[Material for this exercise — start]
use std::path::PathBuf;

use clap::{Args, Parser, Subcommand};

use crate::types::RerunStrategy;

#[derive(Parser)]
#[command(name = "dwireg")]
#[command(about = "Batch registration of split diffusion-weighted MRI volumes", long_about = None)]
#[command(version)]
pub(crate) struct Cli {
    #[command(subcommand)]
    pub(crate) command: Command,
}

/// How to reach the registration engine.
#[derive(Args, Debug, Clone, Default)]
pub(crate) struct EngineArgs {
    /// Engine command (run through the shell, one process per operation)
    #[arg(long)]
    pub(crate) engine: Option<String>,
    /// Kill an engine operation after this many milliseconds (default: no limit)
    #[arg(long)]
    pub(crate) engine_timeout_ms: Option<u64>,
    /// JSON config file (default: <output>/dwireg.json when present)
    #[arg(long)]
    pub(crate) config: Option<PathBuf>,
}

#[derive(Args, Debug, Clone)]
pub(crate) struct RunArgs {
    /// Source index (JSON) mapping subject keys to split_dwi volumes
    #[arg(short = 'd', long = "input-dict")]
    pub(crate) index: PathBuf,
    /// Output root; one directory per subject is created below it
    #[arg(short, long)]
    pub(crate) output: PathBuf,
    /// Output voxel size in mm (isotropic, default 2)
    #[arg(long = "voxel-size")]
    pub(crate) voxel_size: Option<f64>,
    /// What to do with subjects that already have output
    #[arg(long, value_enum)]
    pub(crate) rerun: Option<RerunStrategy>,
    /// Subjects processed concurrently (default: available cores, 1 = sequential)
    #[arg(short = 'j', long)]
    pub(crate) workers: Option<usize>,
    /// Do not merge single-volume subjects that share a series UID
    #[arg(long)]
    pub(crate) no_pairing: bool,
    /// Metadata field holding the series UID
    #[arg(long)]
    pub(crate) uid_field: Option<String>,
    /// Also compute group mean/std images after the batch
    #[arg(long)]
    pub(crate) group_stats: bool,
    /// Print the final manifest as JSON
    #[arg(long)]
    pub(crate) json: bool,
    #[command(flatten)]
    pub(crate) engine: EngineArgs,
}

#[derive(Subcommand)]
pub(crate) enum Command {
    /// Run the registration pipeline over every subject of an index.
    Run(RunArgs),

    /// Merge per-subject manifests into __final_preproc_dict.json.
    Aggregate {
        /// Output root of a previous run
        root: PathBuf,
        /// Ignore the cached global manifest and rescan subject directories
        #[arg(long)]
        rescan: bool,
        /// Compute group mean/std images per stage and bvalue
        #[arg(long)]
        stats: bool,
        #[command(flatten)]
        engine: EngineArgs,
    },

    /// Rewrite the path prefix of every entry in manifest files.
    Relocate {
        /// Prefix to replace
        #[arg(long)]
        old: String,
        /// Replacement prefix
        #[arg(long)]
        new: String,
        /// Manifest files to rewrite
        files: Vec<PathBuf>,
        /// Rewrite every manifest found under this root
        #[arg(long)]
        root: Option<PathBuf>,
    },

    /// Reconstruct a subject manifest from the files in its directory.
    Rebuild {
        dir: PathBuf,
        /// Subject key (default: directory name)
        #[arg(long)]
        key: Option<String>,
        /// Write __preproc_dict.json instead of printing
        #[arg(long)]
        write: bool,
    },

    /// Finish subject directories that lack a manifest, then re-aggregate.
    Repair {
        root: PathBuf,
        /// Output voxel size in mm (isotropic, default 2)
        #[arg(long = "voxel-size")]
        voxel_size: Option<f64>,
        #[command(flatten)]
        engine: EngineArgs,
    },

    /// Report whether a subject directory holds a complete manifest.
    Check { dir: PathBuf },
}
[Material for this exercise — finish]
[Material for this exercise — start]
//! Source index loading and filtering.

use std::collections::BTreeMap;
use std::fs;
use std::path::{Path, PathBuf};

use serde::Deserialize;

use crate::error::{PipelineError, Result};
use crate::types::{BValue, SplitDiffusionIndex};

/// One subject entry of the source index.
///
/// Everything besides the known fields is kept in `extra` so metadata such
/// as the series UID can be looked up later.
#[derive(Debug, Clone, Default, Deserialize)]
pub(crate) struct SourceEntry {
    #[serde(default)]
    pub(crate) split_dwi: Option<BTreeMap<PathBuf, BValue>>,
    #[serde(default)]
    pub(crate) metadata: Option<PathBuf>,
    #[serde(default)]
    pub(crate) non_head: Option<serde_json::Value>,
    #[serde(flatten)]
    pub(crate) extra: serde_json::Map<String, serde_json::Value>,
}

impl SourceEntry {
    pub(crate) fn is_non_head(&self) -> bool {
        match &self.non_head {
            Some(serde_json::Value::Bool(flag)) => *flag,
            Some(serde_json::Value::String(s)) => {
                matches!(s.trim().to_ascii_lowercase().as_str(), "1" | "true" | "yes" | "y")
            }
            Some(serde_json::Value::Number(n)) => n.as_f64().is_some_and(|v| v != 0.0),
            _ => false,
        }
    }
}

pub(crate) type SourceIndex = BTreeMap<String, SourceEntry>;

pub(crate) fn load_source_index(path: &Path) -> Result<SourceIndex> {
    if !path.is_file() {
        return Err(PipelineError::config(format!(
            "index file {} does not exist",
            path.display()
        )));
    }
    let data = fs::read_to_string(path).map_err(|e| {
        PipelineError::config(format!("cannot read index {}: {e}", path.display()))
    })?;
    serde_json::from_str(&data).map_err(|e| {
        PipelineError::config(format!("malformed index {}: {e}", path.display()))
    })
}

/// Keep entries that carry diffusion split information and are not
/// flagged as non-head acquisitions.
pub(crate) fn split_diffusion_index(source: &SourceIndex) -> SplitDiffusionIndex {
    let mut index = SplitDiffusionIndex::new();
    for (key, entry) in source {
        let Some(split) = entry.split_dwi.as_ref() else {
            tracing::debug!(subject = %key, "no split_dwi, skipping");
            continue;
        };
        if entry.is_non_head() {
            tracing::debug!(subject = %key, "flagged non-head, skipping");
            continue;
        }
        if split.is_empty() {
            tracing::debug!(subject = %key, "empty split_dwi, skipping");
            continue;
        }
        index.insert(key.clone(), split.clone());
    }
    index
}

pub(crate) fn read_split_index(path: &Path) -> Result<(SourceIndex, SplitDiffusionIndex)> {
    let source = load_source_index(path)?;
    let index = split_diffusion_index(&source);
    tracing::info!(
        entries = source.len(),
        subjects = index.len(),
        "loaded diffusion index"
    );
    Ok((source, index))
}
[Material for this exercise — finish]
» **Work instructions**: Above are the records; copy every line in them that holds the word "RerunStrategy".

» **Expected output**:
use crate::types::RerunStrategy;
    pub(crate) rerun: Option<RerunStrategy>,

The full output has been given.